JUSTICIA, por Irene de Haro.

Eres un ser humano. Naces en un lugar. Naces con un sexo. Con un color de piel. Tus padres pertenecen a un determinado status. Así, de partida, podemos aventurar una serie de líneas generales que presumiblemente marcarán el modo en que evolucionará tu vida. Es el “pack de bienvenida” que marcará toda tu existencia.

Vas creciendo sin una noción clara de este determinismo. Juegas como niño. Saltas como niño. Te pegas con otros niños, como niño que eres. Y ya está. Y así, un día te meten en la escuela y el sistema, va modelándote. Tú vas dando respuestas a los estímulos. Estudias unas cosas, aprendes otras. Sientes amor y miedo. Haces múltiples asociaciones mentales que te permiten mencionar tu mundo de un modo concreto, y no de otro. Y cuando quieres acordar, ahí estás tú. Lo que tú eres. Lo que tú has llegado a ser. Crees haberlo escogido, crees haber ido recorriendo etapas que te han conducido hasta allí. No te has sentido abocado, porque en tu imagen mental de lo que es la vida, de verdad crees que siquiera algo de lo que te ha sucedido ha sido decisión tuya, propia, intransferible a los demás.

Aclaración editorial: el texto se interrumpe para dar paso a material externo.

//! Pipeline - launch suspended, attach, resume, in that order, once.
//!
//! Work that has to happen while nothing runs yet (patching the image, setting
//! up a shared channel) goes into the prepare step of [`Pipeline::run_prepared`],
//! between launch and attach.
//!
//! ```text
//! Idle -> Launched -> Attached -> Resumed
//!   \         \
//!    +---------+-----> Failed
//! ```

use std::collections::BTreeSet;
use std::fmt;

use thiserror::Error;

use crate::debug::{
    AttachError, AttachFailure, DebugAttachRequest, DebugAttacher, DebugEngine, DebugHost,
    DebugSession, LaunchFlags,
};
use crate::launch::{
    LaunchError, LaunchRequest, ProcessError, ProcessExit, ProcessId, ResumedProcess,
    SuspendedLauncher, SuspendedProcess,
};

/// Pipeline state
#[derive(Debug, Clone, Copy, PartialEq, Eq, Default)]
pub enum PipelineState {
    #[default]
    Idle,
    Launched,
    Attached,
    Resumed,
    Failed,
}

impl PipelineState {
    pub fn can_transition_to(self, next: PipelineState) -> bool {
        use PipelineState::*;
        matches!(
            (self, next),
            (Idle, Launched) | (Launched, Attached) | (Attached, Resumed) | (Idle, Failed) | (Launched, Failed)
        )
    }

    pub fn is_terminal(self) -> bool {
        matches!(self, PipelineState::Resumed | PipelineState::Failed)
    }
}

impl fmt::Display for PipelineState {
    fn fmt(&self, f: &mut fmt::Formatter<'_>) -> fmt::Result {
        let name = match self {
            PipelineState::Idle => "idle",
            PipelineState::Launched => "launched",
            PipelineState::Attached => "attached",
            PipelineState::Resumed => "resumed",
            PipelineState::Failed => "failed",
        };
        f.write_str(name)
    }
}

/// What to do with a process that launched but could not be attached
#[derive(Debug, Clone, Copy, PartialEq, Eq, Default)]
pub enum OrphanPolicy {
    /// Kill it and reap it
    #[default]
    Terminate,
    /// Resume it and leave it running without a debugger
    ResumeAndAbandon,
}

/// How the orphaned process was disposed of
#[derive(Debug)]
pub enum Cleanup {
    Terminated(ProcessExit),
    /// Running untraced; reaping it is up to the caller
    Abandoned(ResumedProcess),
    Failed(ProcessError),
}

impl fmt::Display for Cleanup {
    fn fmt(&self, f: &mut fmt::Formatter<'_>) -> fmt::Result {
        match self {
            Cleanup::Terminated(exit) => write!(f, "terminated, {}", exit),
            Cleanup::Abandoned(process) => {
                write!(f, "process {} resumed without debugger", process.pid())
            }
            Cleanup::Failed(e) => write!(f, "cleanup failed: {}", e),
        }
    }
}

/// Pipeline configuration
#[derive(Debug, Clone, PartialEq, Eq)]
pub struct PipelineConfig {
    /// Engines attached together
    pub engines: BTreeSet<DebugEngine>,
    pub flags: LaunchFlags,
    pub orphan_policy: OrphanPolicy,
}

impl Default for PipelineConfig {
    fn default() -> Self {
        Self {
            engines: BTreeSet::from([DebugEngine::Native]),
            flags: LaunchFlags::DEFAULT,
            orphan_policy: OrphanPolicy::Terminate,
        }
    }
}

/// A successful run: the process is running under `session`
#[derive(Debug)]
pub struct PipelineReport {
    pub session: DebugSession,
    pub process: ResumedProcess,
    pub history: Vec<PipelineState>,
}

/// Pipeline errors. Any of them means overall failure.
#[derive(Error, Debug)]
pub enum PipelineError {
    #[error("Launch failed: {source}")]
    Launch {
        source: LaunchError,
        history: Vec<PipelineState>,
    },

    #[error("Preparing process {pid} failed: {reason} ({cleanup})")]
    Prepare {
        pid: ProcessId,
        reason: String,
        cleanup: Cleanup,
        history: Vec<PipelineState>,
    },

    #[error("Attach to process {pid} failed: {source} ({cleanup})")]
    Attach {
        pid: ProcessId,
        source: AttachError,
        cleanup: Cleanup,
        history: Vec<PipelineState>,
    },

    #[error("Process {pid} attached in session {} but not resumed: {source}", .session.id)]
    Resume {
        pid: ProcessId,
        session: DebugSession,
        source: ProcessError,
        history: Vec<PipelineState>,
    },
}

impl PipelineError {
    /// Name of the stage that failed
    pub fn stage(&self) -> &'static str {
        match self {
            PipelineError::Launch { .. } => "launch",
            PipelineError::Prepare { .. } => "prepare",
            PipelineError::Attach { .. } => "attach",
            PipelineError::Resume { .. } => "resume",
        }
    }

    pub fn history(&self) -> &[PipelineState] {
        match self {
            PipelineError::Launch { history, .. }
            | PipelineError::Prepare { history, .. }
            | PipelineError::Attach { history, .. }
            | PipelineError::Resume { history, .. } => history,
        }
    }
}

/// Single-shot orchestrator
#[derive(Debug)]
pub struct Pipeline {
    config: PipelineConfig,
    launcher: SuspendedLauncher,
    state: PipelineState,
    history: Vec<PipelineState>,
}

impl Pipeline {
    pub fn new(config: PipelineConfig) -> Self {
        Self {
            config,
            launcher: SuspendedLauncher::new(),
            state: PipelineState::Idle,
            history: vec![PipelineState::Idle],
        }
    }

    pub fn state(&self) -> PipelineState {
        self.state
    }

    pub fn config(&self) -> &PipelineConfig {
        &self.config
    }

    /// Launch `request` suspended, attach `host`, then resume. Consumes the pipeline.
    pub fn run<H: DebugHost + ?Sized>(
        self,
        host: &mut H,
        request: &LaunchRequest,
    ) -> Result<PipelineReport, PipelineError> {
        self.run_prepared(host, request, |_| Ok(()))
    }

    /// Like [`Pipeline::run`], with `prepare` called on the suspended process
    /// before the debugger sees it. A failing `prepare` disposes of the process
    /// under the orphan policy and the host is never called.
    pub fn run_prepared<H, F>(
        mut self,
        host: &mut H,
        request: &LaunchRequest,
        prepare: F,
    ) -> Result<PipelineReport, PipelineError>
    where
        H: DebugHost + ?Sized,
        F: FnOnce(&SuspendedProcess) -> anyhow::Result<()>,
    {
        let process = match self.launcher.launch(request) {
            Ok(process) => process,
            Err(source) => {
                log::error!("Launch of {} failed: {}", request.executable().display(), source);
                self.advance(PipelineState::Failed);
                return Err(PipelineError::Launch {
                    source,
                    history: self.history,
                });
            }
        };
        self.advance(PipelineState::Launched);

        let pid = process.pid();
        if let Err(e) = prepare(&process) {
            self.advance(PipelineState::Failed);
            let reason = format!("{:#}", e);
            let cleanup = dispose(process, self.config.orphan_policy);
            log::error!("Preparing process {} failed: {} ({})", pid, reason, cleanup);
            return Err(PipelineError::Prepare {
                pid,
                reason,
                cleanup,
                history: self.history,
            });
        }

        let attach_request = DebugAttachRequest::for_process(&process, request)
            .with_flags(self.config.flags)
            .with_engines(self.config.engines.iter().cloned());

        match DebugAttacher::new(host).attach(process, &attach_request) {
            Ok(attached) => {
                self.advance(PipelineState::Attached);
                self.advance(PipelineState::Resumed);
                Ok(PipelineReport {
                    session: attached.session,
                    process: attached.process,
                    history: self.history,
                })
            }
            Err(AttachFailure::Rejected { error, process }) => {
                self.advance(PipelineState::Failed);
                let cleanup = dispose(process, self.config.orphan_policy);
                log::error!("Attach to process {} failed: {} ({})", pid, error, cleanup);
                Err(PipelineError::Attach {
                    pid,
                    source: error,
                    cleanup,
                    history: self.history,
                })
            }
            Err(AttachFailure::ReleaseFailed { session, error }) => {
                // Attach succeeded; only the resume call itself failed
                self.advance(PipelineState::Attached);
                log::error!("Process {} attached but not resumed: {}", pid, error);
                Err(PipelineError::Resume {
                    pid,
                    session,
                    source: error,
                    history: self.history,
                })
            }
        }
    }

    fn advance(&mut self, next: PipelineState) {
        debug_assert!(
            self.state.can_transition_to(next),
            "invalid pipeline transition {} -> {}",
            self.state,
            next
        );
        log::info!("Pipeline: {} -> {}", self.state, next);
        self.state = next;
        self.history.push(next);
    }
}

/// Never leave an unattached process suspended.
pub fn dispose(process: SuspendedProcess, policy: OrphanPolicy) -> Cleanup {
    let pid = process.pid();
    match policy {
        OrphanPolicy::Terminate => {
            log::warn!("Terminating unattached process {}", pid);
            match process.terminate() {
                Ok(exit) => Cleanup::Terminated(exit),
                Err(e) => Cleanup::Failed(e),
            }
        }
        OrphanPolicy::ResumeAndAbandon => {
            log::warn!("Resuming unattached process {} without a debugger", pid);
            match process.resume() {
                Ok(process) => Cleanup::Abandoned(process),
                Err(e) => Cleanup::Failed(e),
            }
        }
    }
}

/// Launch, attach and resume; report only pass/fail. Details go to the log.
///
/// The session stays with `host`. A host that traces its debuggee (ptrace) must
/// still be pumped, e.g. with [`SessionControl::wait_all`](crate::debug::SessionControl::wait_all),
/// or the debuggee stalls at its next debug event.
pub fn launch_and_attach<H: DebugHost + ?Sized>(
    host: &mut H,
    request: &LaunchRequest,
    config: PipelineConfig,
) -> bool {
    match Pipeline::new(config).run(host, request) {
        Ok(report) => {
            log::info!(
                "Process {} running under session {}",
                report.process.pid(),
                report.session.id
            );
            true
        }
        Err(e) => {
            log::error!("{} stage failed: {}", e.stage(), e);
            false
        }
    }
}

En mi infancia, una de las preguntas más perturbadoras que yo más a menudo me hacía era: ¿y si yo hubiera nacido en otro sitio? ¿Y si yo hubiera sido hombre? ¿O negra? ¿Y si yo no hubiera tenido hermanos, o hubiera tenido cinco más? Y ahí mi película consistía en la creación mental de mundos paralelos donde yo era cada una de esas cosas. Pronto me di cuenta de qué opciones eran mejores. Y cuáles eran peores. Y había algunas que eran tan brutalmente aborrecibles, que dejé de jugar a este juego de identidades en el que salirse de un estrecho margen de características, comportaba no solo vivir peor, sino ser inferior.

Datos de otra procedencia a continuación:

use futures::future::BoxFuture;
use serde::Deserialize;
use serde_json::json;
use tracing::debug;

use quill_core::error::{QuillError, Result};
use quill_core::traits::SearchProvider;
use quill_core::types::{Document, DocumentSet};

const TAVILY_API_URL: &str = "https://api.tavily.com/search";

/// Tavily web search.
pub struct TavilySearch {
    api_key: String,
    base_url: String,
    http: reqwest::Client,
}

impl TavilySearch {
    pub fn new(api_key: &str) -> Self {
        Self {
            api_key: api_key.to_string(),
            base_url: TAVILY_API_URL.to_string(),
            http: reqwest::Client::new(),
        }
    }

    pub fn with_base_url(mut self, url: &str) -> Self {
        self.base_url = url.to_string();
        self
    }
}

#[derive(Deserialize)]
struct TavilyResponse {
    #[serde(default)]
    results: Vec<TavilyResult>,
}

#[derive(Deserialize)]
struct TavilyResult {
    #[serde(default)]
    url: String,
    #[serde(default)]
    content: String,
    #[serde(default)]
    title: Option<String>,
}

/// Convert a Tavily response body into documents, dropping entries without a URL.
pub(crate) fn parse_results(body: &str) -> Result<DocumentSet> {
    let parsed: TavilyResponse = serde_json::from_str(body)
        .map_err(|e| QuillError::provider("tavily", format!("malformed response: {}", e)))?;

    let docs = parsed
        .results
        .into_iter()
        .filter(|r| !r.url.is_empty())
        .map(|r| Document {
            source_url: r.url,
            content: r.content,
            title: r.title.filter(|t| !t.is_empty()),
        })
        .collect::<Vec<_>>();

    Ok(DocumentSet::new(docs))
}

impl SearchProvider for TavilySearch {
    fn name(&self) -> &str {
        "tavily"
    }

    fn search(&self, query: &str, k: usize) -> BoxFuture<'_, Result<DocumentSet>> {
        let query = query.to_string();

        Box::pin(async move {
            debug!(query = %query, k, "Searching Tavily");

            let resp = self
                .http
                .post(&self.base_url)
                .json(&json!({
                    "api_key": self.api_key,
                    "query": query,
                    "max_results": k,
                }))
                .send()
                .await
                .map_err(|e| QuillError::provider("tavily", e.to_string()))?;

            let status = resp.status();
            let body = resp
                .text()
                .await
                .map_err(|e| QuillError::provider("tavily", e.to_string()))?;

            if !status.is_success() {
                return Err(QuillError::provider(
                    "tavily",
                    format!("HTTP {}: {}", status, body),
                ));
            }

            let docs = parse_results(&body)?;
            debug!(results = docs.len(), "Tavily search complete");
            Ok(docs)
        })
    }
}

Para terminar de generar mi comprensión de la casualidad que es nuestro modo de existir, cuando miraba la tele, mis ojos no daban crédito a la forma en que se desarrollaban algunas vidas. Porque yo presenciaba en lo remoto de mi casa cómo en Perú niños como yo habían muerto aplastados en un terremoto. O cómo en Etiopía, niños como yo, de mi misma edad, figuraban varios años menos, extenuados por una palabra que yo aún no sé qué significa: el hambre. Yo miraba con mucha fijeza, y preguntaba a mis mayores, que acuciados por mi propia angustia cambiaban de canal, mientras yo llegaba a mis propias conclusiones sobre la existencia de Dios, sobre qué valor tiene la vida y algunas cosillas más que omito.

También miraba figuras que llegaron a ser muy queridas para mí, porque yo las identificaba con el bien. Hombres y mujeres (los héroes que enhebraba en mi cabeza) que allí estaban. Arremangados. Haciendo “algo”.

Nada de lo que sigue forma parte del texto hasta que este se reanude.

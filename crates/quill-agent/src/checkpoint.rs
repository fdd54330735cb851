use std::collections::HashMap;
use std::path::Path;
use std::sync::{Arc, Mutex};

use chrono::{DateTime, Utc};
use rusqlite::{params, Connection, OptionalExtension, TransactionBehavior};
use serde::{Deserialize, Serialize};
use tracing::debug;

use quill_core::config::{AppConfig, CheckpointBackend};
use quill_core::error::{QuillError, Result};

use crate::state::RunState;

/// A state snapshot taken after a completed step. Never modified once written.
#[derive(Debug, Clone, PartialEq, Serialize, Deserialize)]
pub struct Checkpoint {
    pub run_id: String,
    /// 1-based, per run.
    pub sequence: u64,
    /// The step that produced `state`.
    pub node: String,
    pub state: RunState,
    pub created_at: DateTime<Utc>,
}

/// Append-only snapshot log keyed by run id.
///
/// Implementations must accept concurrent appends for different runs; each
/// run numbers its checkpoints independently.
pub trait CheckpointStore: Send + Sync {
    /// Record `state` as produced by `node`. Returns the new sequence number.
    fn append(&self, run_id: &str, node: &str, state: &RunState) -> Result<u64>;

    fn latest_checkpoint(&self, run_id: &str) -> Result<Option<Checkpoint>>;

    /// All checkpoints for a run, oldest first.
    fn history(&self, run_id: &str) -> Result<Vec<Checkpoint>>;

    /// Known run ids, in order of first checkpoint.
    fn runs(&self) -> Result<Vec<String>>;

    /// Drop every checkpoint for a run. Returns how many were removed.
    fn delete_run(&self, run_id: &str) -> Result<usize>;

    fn latest(&self, run_id: &str) -> Result<Option<RunState>> {
        Ok(self.latest_checkpoint(run_id)?.map(|cp| cp.state))
    }
}

/// Open the store selected by the config.
///
/// With checkpointing disabled the run still gets an in-memory store, so the
/// executor has somewhere to write; nothing outlives the process.
pub fn open_store(config: &AppConfig) -> Result<Arc<dyn CheckpointStore>> {
    if !config.checkpoint.enabled {
        return Ok(Arc::new(MemoryCheckpointStore::new()));
    }
    match config.checkpoint.backend {
        CheckpointBackend::Memory => Ok(Arc::new(MemoryCheckpointStore::new())),
        CheckpointBackend::Sqlite => {
            let path = config.checkpoint_path();
            Ok(Arc::new(SqliteCheckpointStore::open(&path)?))
        }
    }
}

#[derive(Default)]
struct MemoryInner {
    runs: HashMap<String, Vec<Checkpoint>>,
    order: Vec<String>,
}

/// Process-local checkpoint store.
#[derive(Default)]
pub struct MemoryCheckpointStore {
    inner: Mutex<MemoryInner>,
}

impl MemoryCheckpointStore {
    pub fn new() -> Self {
        Self::default()
    }

    fn lock(&self) -> Result<std::sync::MutexGuard<'_, MemoryInner>> {
        self.inner
            .lock()
            .map_err(|_| QuillError::Database("checkpoint store lock poisoned".into()))
    }
}

impl CheckpointStore for MemoryCheckpointStore {
    fn append(&self, run_id: &str, node: &str, state: &RunState) -> Result<u64> {
        let mut inner = self.lock()?;
        if !inner.runs.contains_key(run_id) {
            inner.order.push(run_id.to_string());
        }
        let history = inner.runs.entry(run_id.to_string()).or_default();
        let sequence = history.len() as u64 + 1;
        history.push(Checkpoint {
            run_id: run_id.to_string(),
            sequence,
            node: node.to_string(),
            state: state.clone(),
            created_at: Utc::now(),
        });
        Ok(sequence)
    }

    fn latest_checkpoint(&self, run_id: &str) -> Result<Option<Checkpoint>> {
        let inner = self.lock()?;
        Ok(inner.runs.get(run_id).and_then(|h| h.last().cloned()))
    }

    fn history(&self, run_id: &str) -> Result<Vec<Checkpoint>> {
        let inner = self.lock()?;
        Ok(inner.runs.get(run_id).cloned().unwrap_or_default())
    }

    fn runs(&self) -> Result<Vec<String>> {
        Ok(self.lock()?.order.clone())
    }

    fn delete_run(&self, run_id: &str) -> Result<usize> {
        let mut inner = self.lock()?;
        inner.order.retain(|id| id != run_id);
        Ok(inner.runs.remove(run_id).map(|h| h.len()).unwrap_or(0))
    }
}

/// Persistent checkpoint store backed by SQLite.
pub struct SqliteCheckpointStore {
    conn: Mutex<Connection>,
}

fn db_err(context: &str, e: impl std::fmt::Display) -> QuillError {
    QuillError::Database(format!("{}: {}", context, e))
}

impl SqliteCheckpointStore {
    /// Open or create the checkpoint database.
    pub fn open(path: &Path) -> Result<Self> {
        if let Some(parent) = path.parent() {
            std::fs::create_dir_all(parent)?;
        }

        let conn = Connection::open(path)
            .map_err(|e| db_err("Failed to open checkpoint store", e))?;

        conn.execute_batch(
            "PRAGMA journal_mode=WAL;
             PRAGMA synchronous=NORMAL;
             PRAGMA busy_timeout=5000;

             CREATE TABLE IF NOT EXISTS checkpoints (
                 id INTEGER PRIMARY KEY AUTOINCREMENT,
                 run_id TEXT NOT NULL,
                 sequence INTEGER NOT NULL,
                 node TEXT NOT NULL,
                 state_json TEXT NOT NULL,
                 created_at TEXT NOT NULL,
                 UNIQUE (run_id, sequence)
             );

             CREATE INDEX IF NOT EXISTS idx_cp_run_seq
                 ON checkpoints(run_id, sequence DESC);",
        )
        .map_err(|e| db_err("Failed to initialize checkpoint schema", e))?;

        debug!(path = %path.display(), "Checkpoint store opened");

        Ok(Self {
            conn: Mutex::new(conn),
        })
    }

    fn lock(&self) -> Result<std::sync::MutexGuard<'_, Connection>> {
        self.conn
            .lock()
            .map_err(|_| QuillError::Database("checkpoint store lock poisoned".into()))
    }
}

type RawCheckpoint = (String, u64, String, String, String);

fn read_row(row: &rusqlite::Row<'_>) -> rusqlite::Result<RawCheckpoint> {
    Ok((
        row.get(0)?,
        row.get::<_, i64>(1)? as u64,
        row.get(2)?,
        row.get(3)?,
        row.get(4)?,
    ))
}

fn decode(raw: RawCheckpoint) -> Result<Checkpoint> {
    let (run_id, sequence, node, state_json, created_at) = raw;
    Ok(Checkpoint {
        run_id,
        sequence,
        node,
        state: serde_json::from_str(&state_json)?,
        created_at: DateTime::parse_from_rfc3339(&created_at)
            .map(|dt| dt.with_timezone(&Utc))
            .unwrap_or_else(|_| Utc::now()),
    })
}

impl CheckpointStore for SqliteCheckpointStore {
    fn append(&self, run_id: &str, node: &str, state: &RunState) -> Result<u64> {
        let state_json = serde_json::to_string(state)?;
        let mut conn = self.lock()?;
        // IMMEDIATE takes the write lock before reading MAX(sequence), so two
        // processes sharing the file cannot hand out the same number.
        let tx = conn
            .transaction_with_behavior(TransactionBehavior::Immediate)
            .map_err(|e| db_err("Failed to begin checkpoint transaction", e))?;

        let sequence: i64 = tx
            .query_row(
                "SELECT COALESCE(MAX(sequence), 0) + 1 FROM checkpoints WHERE run_id = ?1",
                params![run_id],
                |row| row.get(0),
            )
            .map_err(|e| db_err("Failed to read checkpoint sequence", e))?;

        tx.execute(
            "INSERT INTO checkpoints (run_id, sequence, node, state_json, created_at)
             VALUES (?1, ?2, ?3, ?4, ?5)",
            params![run_id, sequence, node, state_json, Utc::now().to_rfc3339()],
        )
        .map_err(|e| db_err("Failed to save checkpoint", e))?;

        tx.commit()
            .map_err(|e| db_err("Failed to commit checkpoint", e))?;

        Ok(sequence as u64)
    }

    fn latest_checkpoint(&self, run_id: &str) -> Result<Option<Checkpoint>> {
        let conn = self.lock()?;
        let raw = conn
            .query_row(
                "SELECT run_id, sequence, node, state_json, created_at
                 FROM checkpoints
                 WHERE run_id = ?1
                 ORDER BY sequence DESC
                 LIMIT 1",
                params![run_id],
                read_row,
            )
            .optional()
            .map_err(|e| db_err("Failed to load checkpoint", e))?;

        raw.map(decode).transpose()
    }

    fn history(&self, run_id: &str) -> Result<Vec<Checkpoint>> {
        let conn = self.lock()?;
        let mut stmt = conn
            .prepare(
                "SELECT run_id, sequence, node, state_json, created_at
                 FROM checkpoints
                 WHERE run_id = ?1
                 ORDER BY sequence ASC",
            )
            .map_err(|e| db_err("Failed to prepare query", e))?;

        let rows = stmt
            .query_map(params![run_id], read_row)
            .map_err(|e| db_err("Failed to load history", e))?;

        let mut history = Vec::new();
        for row in rows {
            let raw = row.map_err(|e| db_err("Failed to read checkpoint row", e))?;
            history.push(decode(raw)?);
        }
        Ok(history)
    }

    fn runs(&self) -> Result<Vec<String>> {
        let conn = self.lock()?;
        let mut stmt = conn
            .prepare("SELECT run_id FROM checkpoints GROUP BY run_id ORDER BY MIN(id)")
            .map_err(|e| db_err("Failed to prepare query", e))?;

        let rows = stmt
            .query_map([], |row| row.get::<_, String>(0))
            .map_err(|e| db_err("Failed to list runs", e))?;

        rows.collect::<rusqlite::Result<Vec<_>>>()
            .map_err(|e| db_err("Failed to list runs", e))
    }

    fn delete_run(&self, run_id: &str) -> Result<usize> {
        let conn = self.lock()?;
        conn.execute("DELETE FROM checkpoints WHERE run_id = ?1", params![run_id])
            .map_err(|e| db_err("Failed to delete checkpoints", e))
    }
}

Supongo que el modo en que está determinada nuestra vida desde nuestro nacimiento también nos dota en este mundo occidental de una progresiva ceguera. Creo que cuando éramos pequeños, veíamos mucho. Creo que los niños tienen muy claro lo que está bien y lo que está mal, y saben hacia dónde hay que ir para tender una mano. Creo que poco a poco nuestros ojos crean costra. Ni siquiera porque miremos hacia nosotros mismos. No miramos hacia ningún sitio. No miramos. No vemos. La nuestra es nuestra realidad. Y es ciega. Y se cierra en luces y sombras de plástico y tecnología. Millonarios en recursos y con el alma estragada.

Algunas cosas nos hacen regresar a la realidad . A la verdad y a la justicia. La labor de personas buenas y comprometidas, funciona como una gota de agua que quita la sed, pero más aún, funciona como una correa de transmisión que nos sitúa y nos muestra hacia dónde mirar en la oscuridad sorda de nuestro mundo hiperacolchado. Os propongo mirar hacia Nepal. Os propongo mirar en su montaña. Os propongo descubrir su gente humilde, su gente alegre y rota, esa gente que nació allí, con su sexo, con su color de piel, con su raza, y que en su pack de vida no encontró salvoconducto alguno para mejorar. Y os propongo, por qué no, que nos involucremos en esas existencias. Que aparezcamos en ese pack, y que en este juego de casualidades que se llama vida, no lo deis todo por hecho y os planteéis si queréis suavizar algunas miserias que nos quedan tan lejos y que intentamos no mirar porque nos horrorizan.

La Asociación Antonio Vélez lucha por prevenir el tráfico de niños y niñas, reducir la explotación laboral infantil y disminuir el analfabetismo.

Os invito a que no cerremos los ojos y consideremos qué podemos hacer desde vuestra afortunada vida por aquellos cuya fortuna fue tan diferente.